Mast
To ABC’s Stossel, regulations
are the real killer
There was a time when John Stossel believed consumers needed lawyers, regulators and reporters to protect them from predatory businesses. That time was 30 years ago when he began his career as a consumer reporter. But his views have changed over the years. Now he sees how regulations stifle business and suffocate the economy.
Stossel, now a reporter for ABC’s 20/20, described his current views in a talk at the Neighborhood Cleaners Association TexCare exhibition last month where he was the keynote speaker.
Regulations have both direct costs and indirect costs, he said. First, there is the direct cost of dealing with them, then indirectly the loss of focus on the business because of the distraction of trying to understand and comply with the rules.
Making matters worse, many of the rules simply don’t work, he said. That’s because that while good business people are busy complying, the bad ones still get away with whatever the regulations were aimed at preventing.

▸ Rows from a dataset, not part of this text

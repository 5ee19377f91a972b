//! Color temperature lookup

use anyhow::Result;
use atelier_core::kelvin_to_color;
use atelier_core::lighting::{MAX_KELVIN, MIN_KELVIN};

pub fn run(kelvin: f64) -> Result<()> {
    if !kelvin.is_finite() {
        anyhow::bail!("Temperature must be a finite number");
    }

    let clamped = kelvin.clamp(MIN_KELVIN, MAX_KELVIN);
    let color = kelvin_to_color(kelvin);

    if clamped != kelvin {
        println!("{}K is out of range, using {}K", kelvin, clamped);
    }
    println!(
        "{}K -> {} (r: {}, g: {}, b: {})",
        clamped,
        color.to_hex_string(),
        color.r,
        color.g,
        color.b
    );

    Ok(())
}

“Government regulations may make us less safe,” he said. “They interfere with our freedom and there are unexpected side effects.”

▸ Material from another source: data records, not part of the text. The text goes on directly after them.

impl TransformGizmo {
    pub fn new(config: GizmoConfig) -> Self {
        Self {
            config,
            target: None,
            hovered_axis: None,
            session: None,
        }
    }

    pub fn state(&self) -> GizmoState {
        if self.session.is_some() {
            GizmoState::Dragging
        } else if self.target.is_some() {
            GizmoState::AttachedIdle
        } else {
            GizmoState::Detached
        }
    }

    pub fn is_dragging(&self) -> bool {
        self.session.is_some()
    }

    pub fn session(&self) -> Option<&DragSession> {
        self.session.as_ref()
    }

    pub fn target(&self) -> Option<EntityId> {
        self.target.map(|(id, _)| id)
    }

    pub fn mode(&self) -> Option<DragMode> {
        self.target.map(|(_, mode)| mode)
    }

    pub fn hovered_axis(&self) -> Option<GizmoAxis> {
        self.hovered_axis
    }

    /// Follow the store's selection and tool mode.
    ///
    /// Ignored while dragging: the session keeps its target until it ends.
    pub fn attach(&mut self, selection: Option<EntityId>, tool_mode: ToolMode) {
        let target = selection.zip(DragMode::from_tool(tool_mode));
        if self.session.is_some() {
            if target != self.target {
                log::warn!("Gizmo retarget ignored while a drag is open");
            }
            return;
        }
        if target != self.target {
            self.target = target;
            self.hovered_axis = None;
        }
    }

    /// Handles offered by a mode
    pub fn handles(mode: DragMode) -> &'static [GizmoAxis] {
        match mode {
            DragMode::Translate => &TRANSLATE_HANDLES,
            DragMode::Rotate => &AXIS_HANDLES,
        }
    }

    /// World-space gizmo size at `origin`. Scales with camera distance so the
    /// gizmo keeps a constant size on screen.
    pub fn size(&self, camera: &OrbitCamera, origin: glam::Vec3) -> f32 {
        camera.position().distance(origin) * self.config.size_factor
    }

    /// Pick test: determine which handle (if any) is under the cursor.
    pub fn pick(
        &self,
        camera: &OrbitCamera,
        viewport: [f32; 2],
        sx: f32,
        sy: f32,
        origin: glam::Vec3,
    ) -> Option<GizmoAxis> {
        let (_, mode) = self.target?;
        let ray = screen_to_world_ray(camera, viewport, sx, sy);
        let distance = camera.position().distance(origin);
        let size = self.size(camera, origin);
        let axis_threshold = distance * self.config.axis_pick_factor;
        let plane_threshold = distance * self.config.plane_pick_factor;

        match mode {
            DragMode::Translate => {
                // Plane handles first (smaller targets, higher priority)
                for axis in [GizmoAxis::XY, GizmoAxis::XZ, GizmoAxis::YZ] {
                    let center = plane_handle_center(origin, size, axis);
                    if ray_point_distance(&ray, center) < plane_threshold {
                        return Some(axis);
                    }
                }

                AXIS_HANDLES
                    .iter()
                    .map(|axis| {
                        let tip = origin + axis.direction() * size;
                        (*axis, ray_segment_distance(&ray, origin, tip))
                    })
                    .filter(|(_, dist)| *dist < axis_threshold)
                    .min_by(|a, b| a.1.total_cmp(&b.1))
                    .map(|(axis, _)| axis)
            }
            DragMode::Rotate => AXIS_HANDLES
                .iter()
                .filter_map(|axis| {
                    let normal = axis.direction();
                    let hit = ray_plane_intersect(&ray, normal, normal.dot(origin))?;
                    Some((*axis, (hit.distance(origin) - size).abs()))
                })
                .filter(|(_, err)| *err < axis_threshold)
                .min_by(|a, b| a.1.total_cmp(&b.1))
                .map(|(axis, _)| axis),
        }
    }

    /// World point where a handle is grabbed: along an arrow, the middle of a
    /// plane handle, or the point of a ring facing the camera.
    pub fn handle_anchor(
        &self,
        camera: &OrbitCamera,
        axis: GizmoAxis,
        origin: glam::Vec3,
    ) -> Option<glam::Vec3> {
        let (_, mode) = self.target?;
        let size = self.size(camera, origin);
        match mode {
            DragMode::Translate if axis.index().is_some() => {
                Some(origin + axis.direction() * size * ARROW_GRAB)
            }
            DragMode::Translate => Some(plane_handle_center(origin, size, axis)),
            DragMode::Rotate => self.ring_point(camera, axis, origin, 0.0),
        }
    }

    /// Point on a ring, `offset` radians past the point facing the camera
    pub fn ring_point(
        &self,
        camera: &OrbitCamera,
        axis: GizmoAxis,
        origin: glam::Vec3,
        offset: f32,
    ) -> Option<glam::Vec3> {
        let facing = axis.ring_angle(origin, camera.position()).unwrap_or(0.0);
        axis.ring_point(origin, self.size(camera, origin), facing + offset)
    }

    /// Update hovered handle from pointer position.
    pub fn update_hover(
        &mut self,
        camera: &OrbitCamera,
        viewport: [f32; 2],
        sx: f32,
        sy: f32,
        origin: glam::Vec3,
    ) -> Option<GizmoAxis> {
        if self.session.is_none() {
            self.hovered_axis = self.pick(camera, viewport, sx, sy, origin);
        }
        self.hovered_axis
    }

    /// Open a drag session on a handle.
    ///
    /// Claims the node from the store and disables the camera's pointer input
    /// until the session ends.
    pub fn begin_drag(
        &mut self,
        axis: GizmoAxis,
        camera: &mut OrbitCamera,
        graph: &mut SceneGraph,
        viewport: [f32; 2],
        sx: f32,
        sy: f32,
    ) -> Result<()> {
        if let Some(session) = &self.session {
            return Err(AtelierError::DragInProgress(session.entity_id()));
        }
        let (entity_id, mode) = self.target.ok_or(AtelierError::GizmoDetached)?;
        let handles = Self::handles(mode);
        if !handles.contains(&axis) {
            return Err(AtelierError::InvalidEnumValue {
                value: axis.to_string(),
                allowed: handles.iter().map(|a| a.to_string()).collect(),
            });
        }

        let start = graph
            .transform(entity_id)
            .ok_or(AtelierError::NodeNotReady(entity_id))?;
        let origin = glam::Vec3::from(start.position);
        let ray = screen_to_world_ray(camera, viewport, sx, sy);

        // A press whose ray misses the plane has no grab point to drag from
        let missed = AtelierError::DragPlaneMissed(entity_id);
        let constraint = match mode {
            DragMode::Translate => {
                let (normal, d) = drag_plane(axis, origin, camera);
                DragConstraint::Plane {
                    normal,
                    d,
                    start_hit: ray_plane_intersect(&ray, normal, d).ok_or(missed)?,
                }
            }
            DragMode::Rotate => {
                let normal = axis.direction();
                let last_angle = ray_plane_intersect(&ray, normal, normal.dot(origin))
                    .and_then(|hit| axis.ring_angle(origin, hit))
                    .ok_or(missed)?;
                DragConstraint::Ring {
                    center: origin,
                    last_angle,
                    swept: 0.0,
                }
            }
        };

        let node = graph.claim_for_drag(entity_id)?;
        camera.set_pointer_input_enabled(false);
        self.session = Some(DragSession::new(entity_id, node, axis, mode, start, constraint));
        self.hovered_axis = Some(axis);
        log::debug!("Drag {:?} on {} along {} began", mode, entity_id, axis);
        Ok(())
    }

    /// Track the pointer during a drag. Writes the live pose onto the node and
    /// returns it, or None when the pointer ray misses the constraint plane.
    pub fn handle_drag(
        &mut self,
        camera: &OrbitCamera,
        graph: &mut SceneGraph,
        viewport: [f32; 2],
        sx: f32,
        sy: f32,
    ) -> Result<Option<Transform>> {
        let session = self.session.as_mut().ok_or(AtelierError::NoDragSession)?;
        let ray = screen_to_world_ray(camera, viewport, sx, sy);
        let Some(step) = session.track(&ray) else {
            return Ok(None);
        };
        graph.write_live_transform(session.node(), step.transform)?;
        session.advance(step);
        Ok(Some(session.live_transform()))
    }

    /// Finish the drag. The node goes back to store ownership and the camera
    /// is re-enabled; the caller writes the returned commit to the store.
    pub fn end_drag(&mut self, camera: &mut OrbitCamera, graph: &mut SceneGraph) -> Result<DragCommit> {
        let session = self.session.take().ok_or(AtelierError::NoDragSession)?;
        let entity_id = session.entity_id();
        // The node holds exactly what the user saw at release
        let transform = graph
            .transform(entity_id)
            .unwrap_or_else(|| session.live_transform());
        graph.release_to_store(entity_id);
        camera.set_pointer_input_enabled(true);
        log::debug!("Drag {:?} on {} released", session.mode(), entity_id);

        Ok(DragCommit {
            entity_id,
            mode: session.mode(),
            start: session.start_transform(),
            transform,
        })
    }

    /// Abort the drag, putting the node back where it started.
    pub fn cancel_drag(&mut self, camera: &mut OrbitCamera, graph: &mut SceneGraph) -> Result<EntityId> {
        let session = self.session.take().ok_or(AtelierError::NoDragSession)?;
        let entity_id = session.entity_id();
        let restored = graph.write_live_transform(session.node(), session.start_transform());
        // Release and re-enable even when the node is already gone
        graph.release_to_store(entity_id);
        camera.set_pointer_input_enabled(true);
        log::debug!("Drag {:?} on {} cancelled", session.mode(), entity_id);
        restored.map(|_| entity_id)
    }

    /// Snapshot for rendering. None while detached or before the node exists.
    pub fn view(&self, camera: &OrbitCamera, graph: &SceneGraph) -> Option<GizmoView> {
        let (entity_id, mode) = self.target?;
        let origin = graph.transform(entity_id)?.position;
        Some(GizmoView {
            entity_id,
            mode,
            state: self.state(),
            origin,
            size: self.size(camera, origin.into()),
            handles: Self::handles(mode).to_vec(),
            hovered: self.hovered_axis,
            active: self.session.as_ref().map(|s| s.axis()),
        })
    }
}

fn plane_handle_center(origin: glam::Vec3, size: f32, axis: GizmoAxis) -> glam::Vec3 {
    let Some((dir_a, dir_b)) = axis.plane_dirs() else {
        return origin;
    };
    // Center of the small square near the gizmo origin
    let offset = size * 0.3 * 0.7;
    origin + (dir_a + dir_b) * offset
}
//! Placed objects and partial updates to them

use atelier_core::{Color, EntityId, ObjectKind, Transform, Vec3, MIN_SCALE};
use serde::{Deserialize, Serialize};

/// A placed object
#[derive(Debug, Clone, PartialEq, Serialize, Deserialize)]
pub struct Entity {
    pub id: EntityId,
    pub kind: ObjectKind,
    pub position: Vec3,
    /// Euler angles in radians
    pub rotation: Vec3,
    pub scale: Vec3,
    pub footprint: Vec3,
    pub color: Color,
}

impl Entity {
    /// Create an object of `kind` with its table defaults
    pub fn new(id: EntityId, kind: ObjectKind) -> Self {
        let defaults = kind.defaults();
        Self {
            id,
            kind,
            position: defaults.position(),
            rotation: Vec3::ZERO,
            scale: Vec3::ONE,
            footprint: defaults.footprint,
            color: defaults.color,
        }
    }

    pub fn transform(&self) -> Transform {
        Transform {
            position: self.position,
            rotation: self.rotation,
            scale: self.scale,
        }
    }

    /// Merge the supplied fields. Returns true if anything changed.
    pub(crate) fn apply(&mut self, patch: &TransformPatch) -> bool {
        let before = self.clone();

        if let Some(position) = patch.position.filter(finite) {
            self.position = position;
        }
        if let Some(rotation) = patch.rotation.filter(finite) {
            self.rotation = rotation;
        }
        if let Some(scale) = patch.scale.filter(finite) {
            self.scale = scale.max_each(MIN_SCALE);
        }
        if let Some(color) = patch.color {
            self.color = color;
        }

        *self != before
    }
}

fn finite(v: &Vec3) -> bool {
    if !v.is_finite() {
        log::warn!("Rejecting non-finite vector {:?}", v);
        return false;
    }
    true
}

/// A partial update: only the fields that are `Some` are written
#[derive(Debug, Clone, Copy, Default, PartialEq, Serialize, Deserialize)]
#[serde(default)]
pub struct TransformPatch {
    pub position: Option<Vec3>,
    pub rotation: Option<Vec3>,
    pub scale: Option<Vec3>,
    pub color: Option<Color>,
}

impl TransformPatch {
    pub fn new() -> Self {
        Self::default()
    }

    /// A patch that writes every transform field of `t`
    pub fn from_transform(t: &Transform) -> Self {
        Self {
            position: Some(t.position),
            rotation: Some(t.rotation),
            scale: Some(t.scale),
            color: None,
        }
    }

    pub fn with_position(mut self, position: Vec3) -> Self {
        self.position = Some(position);
        self
    }

    pub fn with_rotation(mut self, rotation: Vec3) -> Self {
        self.rotation = Some(rotation);
        self
    }

    pub fn with_scale(mut self, scale: Vec3) -> Self {
        self.scale = Some(scale);
        self
    }

    /// Same factor on every axis, as the object panel's scale slider does
    pub fn with_uniform_scale(self, factor: f32) -> Self {
        self.with_scale(Vec3::splat(factor))
    }

    pub fn with_color(mut self, color: Color) -> Self {
        self.color = Some(color);
        self
    }

    pub fn is_empty(&self) -> bool {
        self.position.is_none()
            && self.rotation.is_none()
            && self.scale.is_none()
            && self.color.is_none()
    }
}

As an example he cited anti-drug laws which have had a host of negative unintended consequences.
“The law creates the crime,” he said, and from that, we get more criminal activity, not just drug use but all types street crime. Honest employment suffers when youths choose to join in the more lucrative illegal drug trade. Out of that grow rich criminal gangs who create the potential for corruption of law enforcement officials.
“All this is done to protect us from ourselves,” Stossel said.
Meanwhile, another set of laws hurts the legitimate drug business. Because of Food and Drug Administration rules, Stossel said it now takes years and millions of dollars to get a new drug approved. Meanwhile, many people die who might benefit if the new drugs were available.
“Markets solve problems better than regulators,” Stossel said. The government, he said, simply doesn’t run things very well. “Private groups could do the job better, cheaper and quicker.”
But Stossel had criticism for one type of a free-market solution that isn’t working very well: trial lawyers.
“In theory it is good, but it is wrong in practice.”
The problem, he said, is that people “working on the edge of life and death,” like medical professionals, are the ones who are attacked by the lawyers. Because of the risk of lawsuits, many people are leaving the medical professions, he said.
But don’t we need the government to protect us? Yes, Stossel said, the government has a legitimate role to play in protecting citizens. But the hazards are not as great as we think because we are always scaring ourselves so much, Stossel said.
“We run from scare to scare without putting things in perspective,” he said. Stossel said he ran into resistance when, as a reporter, he refused to do a story on a particular scare-of-the-day, instead offering to do one that listed the likelihood of an individual suffering any of several causes of death so that various types of risks could be compared and evaluated.
For the NCA audience, he provided just such a chart. At the low end of the chart was flying in a commercial airliner. Next on the list was toxic waste. A person’s chance of dying in a fire or of murder ranked a little higher.
Any of those risks rank high on most people’s fear list. But Stossel said there is an everyday activity that is far more risky: driving a car.
The irony comes, he said, when people are made afraid to fly, instead using their cars to travel. They are far more likely to be killed in a car wreck than an airplane crash.
Ranked highest on Stossel’s cause of death list was poverty.
“Poor people can’t afford the things that keep people alive,” he said. “Wealthier is healthier.”
And therein lies part of his argument against regulation.
“When it takes longer to develop a business because of regulations, it kills people because the economy is depressed.”
A fear of innovation and new technology is also dragging down the economy, Stossel said.
As an example, he asked audience members if they would be willing to take a chance on a new energy source for their homes which is odorless and environmentally friendly but carries some risk of death — perhaps 200 people a year using it might die from it.
Most audience members were disinclined to take the risk — until Stossel pointed out that he was describing natural gas, which is already widely used.
“What’s happened? When did we become a nation of wimps? We’re living longer than every and much of it is due to technology that we fear so much.
“When people take risks it creates a freer, more resilient society. The real heroes aren't the ‘consumerists,” but the people who work to provide new products, better, faster and cheaper,” he said.